United States Court of Appeals, Eighth Circuit
Mar 29, 1994
20 F.3d 326 (8th Cir. 1994)

Opinion

No. 92-2510.

Submitted March 8, 1994.

Decided March 29, 1994.

Counsel who presented argument on behalf of the appellants was John J. Lynch of St. Louis, MO. The names of Michael J. Fields, Bart A. Matanic and John J. Lynch of St. Louis, MO., appear on the brief of the appellants.

Counsel who presented argument on behalf of the appellees was Kenneth C. Brostron of St. Louis, MO. The names of Kenneth C. Brostron, Stephen A. Cooper, Joan M. Swartz of St. Louis, MO, appear on the brief of the appellee.

Appeal from the District Court, Eastern District of Missouri.

Before McMILLIAN, Circuit Judge, HEANEY, Senior Circuit Judge, and FAGG, Circuit Judge.



In 1980 this court in an en banc opinion ordered that existing magnet and specialty schools in the St. Louis School District be maintained and that additional magnet schools be established. In 1982 we became more precise and required that additional magnet schools be established at the State's expense within the city.

Adams v. United States, 620 F.2d 1277, 1297 (8th Cir. 1980).

Liddell v. Board of Educ., 677 F.2d 626, 642 (8th Cir.), cert. denied, 459 U.S. 877, 103 S.Ct. 172, 74 L.Ed.2d 142 (1982) ( Liddell V).

Ten years ago this court in an en banc opinion established an enrollment goal of 14,000 students for the magnet schools in the St. Louis School District. We subsequently stated that this goal was to be achieved no later than the 1989-90 school year. When this goal had not been met in 1990, we admonished the parties to accomplish it at the earliest possible time. We reiterated the need to reach the goal of 14,000 students as recently as 1993. Yet here we are in 1994 and there are still fewer than 11,000 students enrolled in the magnet school program. During the past ten years the magnet school issue has been before this court on at least six occasions, and in the two most recent opinions we repeated the 14,000-student goal.

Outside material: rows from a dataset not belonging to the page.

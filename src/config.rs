//! API configuration
//!
//! The base URL every order request is built from. Browser builds can only
//! override it at compile time (`ORDERS_API_BASE`); the native launcher also
//! accepts it at runtime through its CLI.

use serde::{Deserialize, Serialize};
use url::Url;

use crate::shared::errors::{AppError, Result};

/// Mock endpoint serving the cargo-order collections
pub const DEFAULT_API_BASE: &str =
    "https://129bc152-6319-4e38-b755-534a4ee46195.mock.pstmn.io/orders";

/// Environment variable overriding the base URL
pub const API_BASE_ENV: &str = "ORDERS_API_BASE";

#[derive(Debug, Clone, PartialEq, Eq, Serialize, Deserialize)]
pub struct ApiConfig {
    base_url: String,
}

impl ApiConfig {
    /// Build a config, rejecting anything that is not an absolute http(s) URL
    pub fn new(base_url: impl Into<String>) -> Result<Self> {
        let base_url = base_url.into();
        let trimmed = base_url.trim();

        let valid = Url::parse(trimmed)
            .map(|url| matches!(url.scheme(), "http" | "https") && url.host_str().is_some())
            .unwrap_or(false);

        if !valid {
            return Err(AppError::InvalidBaseUrl(base_url));
        }

        Ok(Self {
            base_url: trimmed.trim_end_matches('/').to_string(),
        })
    }

    pub fn base_url(&self) -> &str {
        &self.base_url
    }

    /// Join an endpoint onto the base URL. An empty endpoint is the base itself.
    pub fn endpoint_url(&self, endpoint: &str) -> String {
        let endpoint = endpoint.trim_start_matches('/');
        if endpoint.is_empty() {
            self.base_url.clone()
        } else {
            format!("{}/{}", self.base_url, endpoint)
        }
    }
}

impl Default for ApiConfig {
    fn default() -> Self {
        // Compile-time override; an invalid value falls back to the mock endpoint
        option_env!("ORDERS_API_BASE")
            .and_then(|base| ApiConfig::new(base).ok())
            .unwrap_or_else(|| Self {
                base_url: DEFAULT_API_BASE.to_string(),
            })
    }
}
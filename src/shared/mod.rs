pub mod errors;
pub mod logging;
pub mod services;

// Dioxus hooks (client side)
pub mod hooks;
// Domain models
// Pure Rust, no framework dependencies

pub mod order;

pub use order::{order_id_of, order_items, OrderCollection, OrderId, OrderRecord};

Liddell v. Missouri, 731 F.2d 1294, 1312 (8th Cir.), cert. denied, 469 U.S. 816, 105 S.Ct. 82, 83 L.Ed.2d 30 (1984) ( Liddell VII).

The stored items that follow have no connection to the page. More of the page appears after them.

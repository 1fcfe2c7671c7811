//! Cargo Orders Viewer - Main Entry Point
//!
//! Launches the Dioxus app. The native launcher reads the API base URL from
//! its CLI; browser builds use the compiled-in configuration.

use cargo_orders_viewer::app::App;

#[cfg(not(target_arch = "wasm32"))]
mod cli {
    use clap::Parser;

    use cargo_orders_viewer::config::{ApiConfig, API_BASE_ENV, DEFAULT_API_BASE};
    use cargo_orders_viewer::shared::errors::Result;

    #[derive(Debug, Parser)]
    #[command(name = "cargo-orders-viewer", about = "Browse upcoming and past cargo orders")]
    pub struct Cli {
        /// Base URL of the orders REST endpoint
        #[arg(long, env = API_BASE_ENV, default_value = DEFAULT_API_BASE)]
        pub api_base: String,
    }

    /// Name of the renderer compiled in, if any
    pub fn enabled_renderer() -> Option<&'static str> {
        if cfg!(feature = "desktop") {
            Some("desktop")
        } else if cfg!(feature = "web") {
            Some("web")
        } else {
            None
        }
    }

    impl Cli {
        pub fn api_config(&self) -> Result<ApiConfig> {
            ApiConfig::new(self.api_base.as_str())
        }
    }

}

// Native client (desktop)
#[cfg(not(target_arch = "wasm32"))]
fn main() {
    use clap::Parser;

    cargo_orders_viewer::shared::logging::init_tracing();

    let cli = cli::Cli::parse();
    let config = match cli.api_config() {
        Ok(config) => config,
        Err(e) => {
            tracing::error!("{}", e);
            std::process::exit(2);
        }
    };

    let Some(renderer) = cli::enabled_renderer() else {
        tracing::error!("No renderer compiled in; rebuild with `--features desktop` or `--features web`");
        std::process::exit(1);
    };

    tracing::info!(
        base_url = config.base_url(),
        renderer = renderer,
        "Starting Cargo Orders Viewer..."
    );

    dioxus::LaunchBuilder::new().with_context(config).launch(App);
}

// WASM entry point (browser)
#[cfg(target_arch = "wasm32")]
fn main() {
    use cargo_orders_viewer::config::ApiConfig;

    let config = ApiConfig::default();
    web_sys::console::log_1(
        &format!("[WASM] Cargo Orders Viewer - API base {}", config.base_url()).into(),
    );
    dioxus::LaunchBuilder::new().with_context(config).launch(App);
}
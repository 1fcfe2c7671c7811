use thiserror::Error;

#[derive(Debug, Error)]
pub enum AppError {
    /// The request never produced a response (DNS, refused connection, ...)
    #[error("Network error: {0}")]
    Network(String),

    #[error("HTTP {status}: {message}")]
    HttpStatus { status: u16, message: String },

    /// The response body was not the expected JSON
    #[error("Decode error: {0}")]
    Decode(String),

    #[error("Invalid API base URL: {0:?}")]
    InvalidBaseUrl(String),
}

impl AppError {
    pub fn status(&self) -> Option<u16> {
        match self {
            AppError::HttpStatus { status, .. } => Some(*status),
            _ => None,
        }
    }
}

impl From<serde_json::Error> for AppError {
    fn from(e: serde_json::Error) -> Self {
        AppError::Decode(e.to_string())
    }
}

#[cfg(not(target_arch = "wasm32"))]
impl From<reqwest::Error> for AppError {
    fn from(e: reqwest::Error) -> Self {
        if e.is_decode() {
            AppError::Decode(e.to_string())
        } else if let Some(status) = e.status() {
            AppError::HttpStatus {
                status: status.as_u16(),
                message: e.to_string(),
            }
        } else {
            AppError::Network(e.to_string())
        }
    }
}

pub type Result<T> = std::result::Result<T, AppError>;
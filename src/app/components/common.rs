use dioxus::prelude::*;

// Reusable Loading Component (BEM: c-loading)
#[component]
pub fn LoadingText(message: String) -> Element {
    rsx! {
        div { class: "c-loading",
            div { class: "c-loading__spinner" }
            p { class: "c-loading__text", "{message}" }
        }
    }
}

// Reusable Error Message Component (BEM: c-error)
#[component]
pub fn ErrorMessage(message: String) -> Element {
    rsx! {
        div { class: "c-error",
            span { class: "c-error__icon", "❌" }
            p { class: "c-error__text", "{message}" }
        }
    }
}

#[component]
pub fn EmptyState(message: String) -> Element {
    rsx! {
        div { class: "c-empty",
            p { class: "c-empty__text", "{message}" }
        }
    }
}
// Custom Dioxus hooks
pub mod use_orders_api;

pub use use_orders_api::use_orders_api;
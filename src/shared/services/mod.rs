// Shared services
pub mod api_service;

pub use api_service::{get_all_orders, get_upcoming_orders, OrdersApi};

Liddell v. Board of Educ., 907 F.2d 823, 825 (8th Cir. 1990) ( Liddell XIX).

Liddell v. Board of Educ., 988 F.2d 844, 848 n. 5 (8th Cir. 1993) ( Liddell XXII.)

In addition to the 1990 and 1993 decisions just cited, we issued the following four opinions: Liddell v. Board of Educ., 758 F.2d 290, 299 (8th Cir. 1985) ( Liddell VIII); Liddell v. Board of Educ., 801 F.2d 278, 282 (8th Cir. 1986) ( Liddell IX); Liddell v. Board of Educ., 823 F.2d 1252, 1256 (8th Cir. 1987) ( Liddell XII); and Liddell v. Board of Educ., 830 F.2d 823, 829 (8th Cir. 1987) ( Liddell XIII).

Throughout the ten-year period, there has been one dispute after another over financial responsibilities, school locations, and themes for the magnet schools. In this appeal the parties dispute what portion of the site costs for the new Gateway Elementary and Middle School magnets should be paid by the State and what portion by the School District. The School District initially selected the publicly-owned Howard site. The site selection was opposed by the City of St. Louis. Thereafter, other sites were suggested by the City but were ultimately rejected as not feasible. The City then suggested the publicly-owned Pruitt-Igoe site. A dispute then arose between the City, the St. Louis Housing Authority, and HUD regarding whether the site should be used, and if so, at what cost.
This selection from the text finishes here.